A major omission from the World Bank’s assessment is who benefits from poverty. The Bank says nothing about the world’s richest one percent, whose fortunes never fall, or the tax havens that enable multinational corporations to hide a large percentage of their profits. Again, Philip Alston, in his final report: “Instead multinational companies and investors draw guaranteed profits from public coffers [such as through tax havens], while poor communities are neglected and underserved. It’s time for a new approach to poverty eradication that tackles inequality, embraces redistribution, and takes tax justice seriously. Poverty is a political choice and it will be with us until its elimination is reconceived as a matter of social justice.”

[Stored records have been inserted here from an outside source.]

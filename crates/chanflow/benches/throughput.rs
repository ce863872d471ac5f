use chanflow::{buffer, Chan};
use criterion::{black_box, criterion_group, criterion_main, BenchmarkId, Criterion, Throughput};
use std::thread;

const MSGS: u64 = 100_000;

/// Unbuffered rendezvous: every `put` blocks until a `get` arrives to take
/// it, so the put-side and get-side threads must alternate handoffs.
fn bench_unbuffered_rendezvous(c: &mut Criterion) {
    let mut group = c.benchmark_group("unbuffered");
    group.throughput(Throughput::Elements(MSGS));

    group.bench_function("put_get_handoff", |b| {
        b.iter(|| {
            let ch: Chan<u64> = Chan::unbuffered();
            let putter_ch = ch.clone();
            let putter = thread::spawn(move || {
                for i in 0..MSGS {
                    putter_ch.b_put(i).unwrap();
                }
            });

            let mut received = 0u64;
            while received < MSGS {
                if let Some(v) = ch.b_get().unwrap() {
                    black_box(v);
                    received += 1;
                }
            }
            putter.join().unwrap();
        });
    });

    group.finish();
}

/// A fixed buffer lets the put-side run ahead of the get-side up to its
/// capacity, so throughput is sensitive to how much slack the buffer gives
/// the two threads before they have to rendezvous.
fn bench_buffered_throughput(c: &mut Criterion) {
    let mut group = c.benchmark_group("buffered");
    group.throughput(Throughput::Elements(MSGS));

    for cap in [1usize, 16, 256, 4096] {
        group.bench_with_input(BenchmarkId::from_parameter(cap), &cap, |b, &cap| {
            b.iter(|| {
                let ch: Chan<u64> = Chan::new(buffer(cap).unwrap());
                let putter_ch = ch.clone();
                let putter = thread::spawn(move || {
                    for i in 0..MSGS {
                        putter_ch.b_put(i).unwrap();
                    }
                });

                let mut received = 0u64;
                while received < MSGS {
                    if let Some(v) = ch.b_get().unwrap() {
                        black_box(v);
                        received += 1;
                    }
                }
                putter.join().unwrap();
            });
        });
    }

    group.finish();
}

/// A single thread offering into and polling a buffer it never blocks on,
/// isolating the locking overhead from any cross-thread handoff cost.
fn bench_single_threaded_offer_poll(c: &mut Criterion) {
    let mut group = c.benchmark_group("single_threaded");
    group.throughput(Throughput::Elements(MSGS));

    group.bench_function("offer_poll", |b| {
        b.iter(|| {
            let ch: Chan<u64> = Chan::new(buffer(4096).unwrap());
            for i in 0..MSGS {
                ch.offer(i).unwrap();
                black_box(ch.poll().unwrap());
            }
        });
    });

    group.finish();
}

criterion_group!(
    benches,
    bench_unbuffered_rendezvous,
    bench_buffered_throughput,
    bench_single_threaded_offer_poll
);
criterion_main!(benches);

Poverty is indeed a political choice, as we in the US know very well. Philip Alston told us that in 2017 when he visited several deep pockets of poverty, from Los Angeles to West Virginia and Detroit to Puerto Rico, at the end of 2017. His report (UN General Assembly Doc. A/HRC/38/33/Add.1, May 4, 2018) is a devastating indictment of the government that underscores the large and growing contradictions between the American Dream and reality. Alston told The Guardian that Trump’s policies amount to “ a systematic attack on America’s welfare program that is undermining the social safety net for those who can’t cope on their own. Once you start removing any sense of government commitment, you quickly move into cruelty.
In support of Alston, Robert Reich, the former labor secretary who often writes on inequality in America, says:
Over the last four decades, the median wage has barely budged. But the incomes of the richest 0.1% have soared by more than 300% and the incomes of the top 0.001% (the 2,300 richest Americans), by more than 600%. The net worth of the wealthiest 0.1% of Americans almost equals that of the bottom 90% combined. This grotesque imbalance is undermining American democracy.
The story of the “grotesque imbalance” between rich and poor is a global story that has been told often—and just as often ignored by those who enjoy keeping things as they are. Creating an economy based on social justice cannot be accomplished with quick fixes or “reforms.” It really is a revolutionary enterprise.